Stereotypical anxiety
Lucas is 6 years old and terrorizes Gary (played by Adam Scott), the new husband of his mother Samantha (played by Evangeline Lilly, known for her role in The Hobbit). Surprisingly, his previous stepfathers have all died and witnesses advising Gary to flee multiply. Some even go so far as to confess to him that his son-in-law is the Antichrist… And as paranormal events follow one another, passages speak to our minds.

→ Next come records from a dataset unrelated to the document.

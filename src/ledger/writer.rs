use std::io;

use tokio::sync::{mpsc, oneshot};

use crate::model::LedgerEvent;
use crate::wal::Wal;

pub(super) enum WalCommand {
    Append {
        event: LedgerEvent,
        response: oneshot::Sender<io::Result<()>>,
    },
    Compact {
        events: Vec<LedgerEvent>,
        response: oneshot::Sender<io::Result<()>>,
    },
    AppendsSinceCompact {
        response: oneshot::Sender<u64>,
    },
}

type Pending = (LedgerEvent, oneshot::Sender<io::Result<()>>);

/// Owns the WAL and batches appends for group commit.
/// 1. Block until the first Append arrives.
/// 2. Drain every Append already queued behind it.
/// 3. One flush_sync for the whole batch, then answer every sender.
/// Non-append commands flush the pending batch first so ordering is preserved.
pub(super) async fn wal_writer_loop(mut wal: Wal, mut rx: mpsc::Receiver<WalCommand>) {
    while let Some(cmd) = rx.recv().await {
        let (event, response) = match cmd {
            WalCommand::Append { event, response } => (event, response),
            other => {
                handle_non_append(&mut wal, other);
                continue;
            }
        };

        let mut batch: Vec<Pending> = vec![(event, response)];
        let mut deferred = None;
        loop {
            match rx.try_recv() {
                Ok(WalCommand::Append { event, response }) => batch.push((event, response)),
                Ok(other) => {
                    deferred = Some(other);
                    break;
                }
                Err(_) => break,
            }
        }

        commit_batch(&mut wal, batch);
        if let Some(cmd) = deferred {
            handle_non_append(&mut wal, cmd);
        }
    }
    tracing::debug!("WAL writer stopped: {}", wal.path().display());
}

fn commit_batch(wal: &mut Wal, batch: Vec<Pending>) {
    metrics::histogram!(crate::observability::WAL_FLUSH_BATCH_SIZE).record(batch.len() as f64);
    let started = std::time::Instant::now();

    let mut result = Ok(());
    for (event, _) in &batch {
        if let Err(e) = wal.append_buffered(event) {
            result = Err(e);
            break;
        }
    }
    // Flush even after a failed append so half-written bytes don't leak into the next batch.
    let flushed = wal.flush_sync();
    if result.is_ok() {
        result = flushed;
    }

    metrics::histogram!(crate::observability::WAL_FLUSH_DURATION_SECONDS)
        .record(started.elapsed().as_secs_f64());

    for (_, tx) in batch {
        let reply = match &result {
            Ok(()) => Ok(()),
            Err(e) => Err(io::Error::new(e.kind(), e.to_string())),
        };
        let _ = tx.send(reply);
    }
}

fn handle_non_append(wal: &mut Wal, cmd: WalCommand) {
    match cmd {
        WalCommand::Compact { events, response } => {
            let _ = response.send(wal.compact(&events));
        }
        WalCommand::AppendsSinceCompact { response } => {
            let _ = response.send(wal.appends_since_compact());
        }
        WalCommand::Append { event, response } => commit_batch(wal, vec![(event, response)]),
    }
}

Binoculars dressed and styled in the same way stare at Gary, Lucas swings alone in the dark, his eyes turn red and his voice guttural, his drawings on the walls are far from banal but do not alarm, and finally, he has the habit of expressing himself through his goat puppet (ventriloquism). Have we forgotten nothing on the horror cliché board? Obviously this is a parody where everyone sees only fire, except poor Gary… We are far away and at the same time close to The Shining, The Exorcist or Insidious. And that's what makes the film almost unpredictable. We think we know what is behind the door at the end of this gloomy corridor but it is not.
Modernity takes precedence
Beyond the mixed genres as well as the accumulated clichés, the film falls into the category of modern works. Even " post-modern" even. Indeed, Gary is not the only one to have participated in the "recomposition" of a family. He is even part of a group of lyrics of "stepfathers having difficulties with their beautiful children". Clearly, they hate each other and find solutions together. In other words, the subject is totally trivialized and uninhibited in the film. In addition, Gary's close colleague happens to be a thirty-year-old "tomboy", gay and married. Do films that normalize these significant developments in our society come to mind? Not much for us, and we are delighted that Little Evil is!
To conclude, we can not tell you that Little Evil is a masterpiece and that it surpasses the Scary Movie through its style of "scary com'". It's not twisting, but among all these ridiculous clichés, we get caught up in the enigmatic game of: "Is Lucas really the Antichrist?"